───── Records provided ─────
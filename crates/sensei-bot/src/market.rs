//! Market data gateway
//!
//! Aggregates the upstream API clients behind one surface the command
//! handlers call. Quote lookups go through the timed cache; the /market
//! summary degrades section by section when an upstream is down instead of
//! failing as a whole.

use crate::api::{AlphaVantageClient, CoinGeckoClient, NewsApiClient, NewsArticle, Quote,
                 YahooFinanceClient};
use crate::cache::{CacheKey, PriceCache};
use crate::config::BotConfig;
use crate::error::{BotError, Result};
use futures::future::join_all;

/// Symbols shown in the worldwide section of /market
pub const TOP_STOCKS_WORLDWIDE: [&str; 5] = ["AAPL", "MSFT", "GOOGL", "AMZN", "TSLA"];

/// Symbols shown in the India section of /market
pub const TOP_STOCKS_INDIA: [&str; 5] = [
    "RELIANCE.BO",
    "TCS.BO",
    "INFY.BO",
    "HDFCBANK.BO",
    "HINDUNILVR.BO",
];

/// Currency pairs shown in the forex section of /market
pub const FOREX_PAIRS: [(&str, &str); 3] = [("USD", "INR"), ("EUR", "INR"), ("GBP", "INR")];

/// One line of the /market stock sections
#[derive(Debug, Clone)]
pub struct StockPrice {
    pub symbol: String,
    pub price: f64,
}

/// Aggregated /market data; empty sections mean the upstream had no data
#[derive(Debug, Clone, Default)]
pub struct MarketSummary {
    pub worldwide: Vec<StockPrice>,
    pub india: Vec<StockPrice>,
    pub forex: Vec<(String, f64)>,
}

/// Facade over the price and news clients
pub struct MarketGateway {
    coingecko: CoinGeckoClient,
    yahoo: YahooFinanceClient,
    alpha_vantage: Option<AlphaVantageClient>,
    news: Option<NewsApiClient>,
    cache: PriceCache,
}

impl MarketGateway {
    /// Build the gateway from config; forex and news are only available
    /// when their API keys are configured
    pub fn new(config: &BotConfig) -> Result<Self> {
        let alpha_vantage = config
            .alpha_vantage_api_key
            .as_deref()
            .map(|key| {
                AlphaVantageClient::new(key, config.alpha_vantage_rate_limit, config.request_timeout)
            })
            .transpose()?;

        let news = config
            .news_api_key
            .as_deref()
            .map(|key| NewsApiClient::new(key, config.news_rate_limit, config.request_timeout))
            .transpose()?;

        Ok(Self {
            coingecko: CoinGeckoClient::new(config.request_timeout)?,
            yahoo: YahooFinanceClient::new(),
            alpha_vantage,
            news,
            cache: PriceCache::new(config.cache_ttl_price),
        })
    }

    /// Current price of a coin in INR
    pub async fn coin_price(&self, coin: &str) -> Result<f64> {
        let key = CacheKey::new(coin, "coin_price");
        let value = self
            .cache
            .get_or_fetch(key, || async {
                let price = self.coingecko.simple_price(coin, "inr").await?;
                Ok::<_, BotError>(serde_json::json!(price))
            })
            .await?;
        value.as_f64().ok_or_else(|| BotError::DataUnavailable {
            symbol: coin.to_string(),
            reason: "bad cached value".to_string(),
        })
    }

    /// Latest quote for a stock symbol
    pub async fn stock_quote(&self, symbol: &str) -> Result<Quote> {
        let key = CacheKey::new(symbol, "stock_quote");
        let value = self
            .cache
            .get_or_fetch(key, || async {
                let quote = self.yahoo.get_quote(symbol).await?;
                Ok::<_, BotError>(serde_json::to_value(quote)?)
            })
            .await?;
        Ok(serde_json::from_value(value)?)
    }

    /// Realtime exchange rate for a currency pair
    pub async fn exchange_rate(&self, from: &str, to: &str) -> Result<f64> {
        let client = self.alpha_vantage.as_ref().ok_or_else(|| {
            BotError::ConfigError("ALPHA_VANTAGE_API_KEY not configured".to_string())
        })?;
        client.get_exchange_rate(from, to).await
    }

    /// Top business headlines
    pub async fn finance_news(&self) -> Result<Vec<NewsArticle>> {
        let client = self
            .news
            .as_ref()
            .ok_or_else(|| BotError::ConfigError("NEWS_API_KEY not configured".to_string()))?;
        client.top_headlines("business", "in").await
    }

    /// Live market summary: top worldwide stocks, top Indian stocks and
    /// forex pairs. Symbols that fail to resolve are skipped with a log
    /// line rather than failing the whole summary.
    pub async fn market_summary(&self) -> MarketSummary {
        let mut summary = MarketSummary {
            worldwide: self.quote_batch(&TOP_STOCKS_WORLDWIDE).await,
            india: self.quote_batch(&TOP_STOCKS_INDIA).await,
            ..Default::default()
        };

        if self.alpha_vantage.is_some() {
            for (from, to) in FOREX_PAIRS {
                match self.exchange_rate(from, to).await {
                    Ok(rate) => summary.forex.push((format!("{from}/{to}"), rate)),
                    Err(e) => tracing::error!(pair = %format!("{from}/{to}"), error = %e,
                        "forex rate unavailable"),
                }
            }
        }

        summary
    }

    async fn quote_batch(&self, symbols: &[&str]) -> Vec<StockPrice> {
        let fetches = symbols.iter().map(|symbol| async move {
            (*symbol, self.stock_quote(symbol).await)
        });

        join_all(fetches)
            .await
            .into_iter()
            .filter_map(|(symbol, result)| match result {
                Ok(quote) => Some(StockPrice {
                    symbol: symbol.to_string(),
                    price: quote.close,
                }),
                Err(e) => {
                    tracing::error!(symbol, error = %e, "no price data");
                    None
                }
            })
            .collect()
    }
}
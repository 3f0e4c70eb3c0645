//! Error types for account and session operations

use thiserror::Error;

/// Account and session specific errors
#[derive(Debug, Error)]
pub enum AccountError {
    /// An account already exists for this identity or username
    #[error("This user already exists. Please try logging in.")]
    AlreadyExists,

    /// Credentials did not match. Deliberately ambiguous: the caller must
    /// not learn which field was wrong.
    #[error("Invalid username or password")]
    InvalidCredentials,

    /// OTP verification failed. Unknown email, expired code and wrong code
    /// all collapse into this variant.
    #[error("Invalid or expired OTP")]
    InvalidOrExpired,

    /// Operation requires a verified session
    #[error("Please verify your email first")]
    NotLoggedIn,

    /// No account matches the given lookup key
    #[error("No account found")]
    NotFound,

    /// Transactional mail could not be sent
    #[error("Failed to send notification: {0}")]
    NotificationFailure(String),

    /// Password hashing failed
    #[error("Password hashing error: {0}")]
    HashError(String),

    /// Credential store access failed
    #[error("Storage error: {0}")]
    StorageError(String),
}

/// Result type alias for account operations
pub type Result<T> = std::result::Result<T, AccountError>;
─────
▶ **What you are asked to do**:
Please determine how many lines of the records above include the word "AlphaVantageClient", replying with a number alone.

▶ **Answer section**:
3